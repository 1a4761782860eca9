use ropey::Rope;
use the_lsp::LspPosition;
use the_snippet::IndentThresholds;

const MAX_TEMPLATE_BYTES: usize = 2 * 1024;
const MAX_DOCUMENT_BYTES: usize = 8 * 1024;

pub struct Insertion {
  pub template:   String,
  pub text:       Rope,
  pub position:   LspPosition,
  pub thresholds: IndentThresholds,
}

pub fn insertion_from_bytes(data: &[u8]) -> Insertion {
  let mut cursor = ByteCursor::new(data);
  let thresholds = IndentThresholds {
    nested_spaces: cursor.next_usize(8),
    nested_tabs:   cursor.next_usize(4),
    level_width:   cursor.next_usize(8),
  };
  let position = LspPosition::new(cursor.next_u16() as u32, cursor.next_u16() as u32);
  let template_len = cursor.next_usize(MAX_TEMPLATE_BYTES);
  let template = lossy_text(cursor.next_bytes(template_len));
  let document_len = cursor.next_usize(MAX_DOCUMENT_BYTES);
  let text = Rope::from_str(&lossy_text(cursor.next_bytes(document_len)));

  Insertion {
    template,
    text,
    position,
    thresholds,
  }
}

pub fn lossy_text(bytes: &[u8]) -> String {
  String::from_utf8_lossy(bytes).into_owned()
}

struct ByteCursor<'a> {
  data: &'a [u8],
  pos:  usize,
}

impl<'a> ByteCursor<'a> {
  fn new(data: &'a [u8]) -> Self {
    Self { data, pos: 0 }
  }

  fn next_u8(&mut self) -> u8 {
    let value = self.data.get(self.pos).copied().unwrap_or(0);
    self.pos = self.pos.saturating_add(1);
    value
  }

  fn next_u16(&mut self) -> u16 {
    let lo = self.next_u8() as u16;
    let hi = self.next_u8() as u16;
    lo | (hi << 8)
  }

  fn next_usize(&mut self, max: usize) -> usize {
    if max == 0 {
      return 0;
    }
    (self.next_u16() as usize) % (max + 1)
  }

  fn next_bytes(&mut self, len: usize) -> &'a [u8] {
    let start = self.pos.min(self.data.len());
    let end = start.saturating_add(len).min(self.data.len());
    self.pos = end;
    &self.data[start..end]
  }
}
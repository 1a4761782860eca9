//! Client side of code actions whose edits carry snippet templates.
//!
//! The server marks interactive edits through each code action's `data`
//! (`snippet` / `snippets`); [`parse_code_actions_response`] attaches those
//! templates to the decoded edits and [`normalize_code_actions`] turns them
//! into host edits.

pub mod editing;
pub mod host;
pub mod jsonrpc;
pub mod normalize;
pub mod position;

pub use editing::{
  CandidateEdit,
  EditingParseError,
  LspCodeAction,
  LspCodeActionOrCommand,
  LspCommand,
  LspDocumentEdit,
  LspTextEdit,
  LspWorkspaceEdit,
  code_action_params,
  parse_code_actions_response,
};
pub use host::{
  HostAction,
  HostCodeAction,
  HostDocumentEdit,
  HostEdit,
  SnippetTextEdit,
  host_actions_json,
};
pub use normalize::{
  NormalizeContext,
  normalize_code_actions,
};
pub use position::{
  LspPosition,
  LspRange,
  file_uri_for_path,
};
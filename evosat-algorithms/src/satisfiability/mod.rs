use evosat_challenges::satisfiability::Solution;
use serde::{Deserialize, Serialize};

pub mod genetic_sat;
pub mod wpso_sat;

/// What a search run hands back: the best assignment it found and how good
/// it is.
#[derive(Serialize, Deserialize, Debug, Clone, PartialEq)]
pub struct SearchOutcome {
    pub solution: Solution,
    /// Unweighted number of satisfied clauses.
    pub num_satisfied: usize,
    /// Engine fitness of `solution`. Equals `num_satisfied` for the genetic
    /// engine and is the clause-weighted score for the swarm.
    pub fitness: f64,
    pub iterations: usize,
    /// Whether every clause is satisfied.
    pub satisfied: bool,
}
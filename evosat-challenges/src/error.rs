use thiserror::Error;

/// Contract violations raised while building, reading or checking a challenge.
#[derive(Debug, Error)]
pub enum ChallengeError {
    #[error("Clause {clause} contains the literal 0")]
    ZeroLiteral { clause: usize },

    #[error(
        "Clause {clause} contains literal {literal} but only {num_variables} variables are declared"
    )]
    LiteralOutOfRange {
        clause: usize,
        literal: i32,
        num_variables: usize,
    },

    #[error("Invalid number of clauses. Expected: {expected}, Actual: {actual}")]
    ClauseCountMismatch { expected: usize, actual: usize },

    #[error("Invalid number of variables. Expected: {expected}, Actual: {actual}")]
    InvalidNumVariables { expected: usize, actual: usize },

    #[error("Clause '{0}' not satisfied")]
    Unsatisfied(usize),

    #[error("DIMACS header 'p cnf <variables> <clauses>' not found")]
    MissingHeader,

    #[error("Invalid DIMACS header: {0}")]
    InvalidHeader(String),

    #[error("Invalid literal `{token}` on line {line}")]
    InvalidLiteral { line: usize, token: String },

    #[error("I/O error: {0}")]
    Io(#[from] std::io::Error),
}

pub type Result<T> = std::result::Result<T, ChallengeError>;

# WORK ITEM
A word-for-word copy of the full listing is required.

# YOUR RESPONSE
repository 1a4761782860eca9
use ropey::Rope;
use the_lsp::LspPosition;
use the_snippet::IndentThresholds;

const MAX_TEMPLATE_BYTES: usize = 2 * 1024;
const MAX_DOCUMENT_BYTES: usize = 8 * 1024;

pub struct Insertion {
  pub template:   String,
  pub text:       Rope,
  pub position:   LspPosition,
  pub thresholds: IndentThresholds,
}

pub fn insertion_from_bytes(data: &[u8]) -> Insertion {
  let mut cursor = ByteCursor::new(data);
  let thresholds = IndentThresholds {
    nested_spaces: cursor.next_usize(8),
    nested_tabs:   cursor.next_usize(4),
    level_width:   cursor.next_usize(8),
  };
  let position = LspPosition::new(cursor.next_u16() as u32, cursor.next_u16() as u32);
  let template_len = cursor.next_usize(MAX_TEMPLATE_BYTES);
  let template = lossy_text(cursor.next_bytes(template_len));
  let document_len = cursor.next_usize(MAX_DOCUMENT_BYTES);
  let text = Rope::from_str(&lossy_text(cursor.next_bytes(document_len)));

  Insertion {
    template,
    text,
    position,
    thresholds,
  }
}

pub fn lossy_text(bytes: &[u8]) -> String {
  String::from_utf8_lossy(bytes).into_owned()
}

struct ByteCursor<'a> {
  data: &'a [u8],
  pos:  usize,
}

impl<'a> ByteCursor<'a> {
  fn new(data: &'a [u8]) -> Self {
    Self { data, pos: 0 }
  }

  fn next_u8(&mut self) -> u8 {
    let value = self.data.get(self.pos).copied().unwrap_or(0);
    self.pos = self.pos.saturating_add(1);
    value
  }

  fn next_u16(&mut self) -> u16 {
    let lo = self.next_u8() as u16;
    let hi = self.next_u8() as u16;
    lo | (hi << 8)
  }

  fn next_usize(&mut self, max: usize) -> usize {
    if max == 0 {
      return 0;
    }
    (self.next_u16() as usize) % (max + 1)
  }

  fn next_bytes(&mut self, len: usize) -> &'a [u8] {
    let start = self.pos.min(self.data.len());
    let end = start.saturating_add(len).min(self.data.len());
    self.pos = end;
    &self.data[start..end]
  }
}
repository 1a4761782860eca9
//! Client side of code actions whose edits carry snippet templates.
//!
//! The server marks interactive edits through each code action's `data`
//! (`snippet` / `snippets`); [`parse_code_actions_response`] attaches those
//! templates to the decoded edits and [`normalize_code_actions`] turns them
//! into host edits.

pub mod editing;
pub mod host;
pub mod jsonrpc;
pub mod normalize;
pub mod position;

pub use editing::{
  CandidateEdit,
  EditingParseError,
  LspCodeAction,
  LspCodeActionOrCommand,
  LspCommand,
  LspDocumentEdit,
  LspTextEdit,
  LspWorkspaceEdit,
  code_action_params,
  parse_code_actions_response,
};
pub use host::{
  HostAction,
  HostCodeAction,
  HostDocumentEdit,
  HostEdit,
  SnippetTextEdit,
  host_actions_json,
};
pub use normalize::{
  NormalizeContext,
  normalize_code_actions,
};
pub use position::{
  LspPosition,
  LspRange,
  file_uri_for_path,
};
filename evosat-algorithms/src/satisfiability/mod.rs
use evosat_challenges::satisfiability::Solution;
use serde::{Deserialize, Serialize};

pub mod genetic_sat;
pub mod wpso_sat;

/// What a search run hands back: the best assignment it found and how good
/// it is.
#[derive(Serialize, Deserialize, Debug, Clone, PartialEq)]
pub struct SearchOutcome {
    pub solution: Solution,
    /// Unweighted number of satisfied clauses.
    pub num_satisfied: usize,
    /// Engine fitness of `solution`. Equals `num_satisfied` for the genetic
    /// engine and is the clause-weighted score for the swarm.
    pub fitness: f64,
    pub iterations: usize,
    /// Whether every clause is satisfied.
    pub satisfied: bool,
}
filename evosat-challenges/src/error.rs
use thiserror::Error;

/// Contract violations raised while building, reading or checking a challenge.
#[derive(Debug, Error)]
pub enum ChallengeError {
    #[error("Clause {clause} contains the literal 0")]
    ZeroLiteral { clause: usize },

    #[error(
        "Clause {clause} contains literal {literal} but only {num_variables} variables are declared"
    )]
    LiteralOutOfRange {
        clause: usize,
        literal: i32,
        num_variables: usize,
    },

    #[error("Invalid number of clauses. Expected: {expected}, Actual: {actual}")]
    ClauseCountMismatch { expected: usize, actual: usize },

    #[error("Invalid number of variables. Expected: {expected}, Actual: {actual}")]
    InvalidNumVariables { expected: usize, actual: usize },

    #[error("Clause '{0}' not satisfied")]
    Unsatisfied(usize),

    #[error("DIMACS header 'p cnf <variables> <clauses>' not found")]
    MissingHeader,

    #[error("Invalid DIMACS header: {0}")]
    InvalidHeader(String),

    #[error("Invalid literal `{token}` on line {line}")]
    InvalidLiteral { line: usize, token: String },

    #[error("I/O error: {0}")]
    Io(#[from] std::io::Error),
}

pub type Result<T> = std::result::Result<T, ChallengeError>;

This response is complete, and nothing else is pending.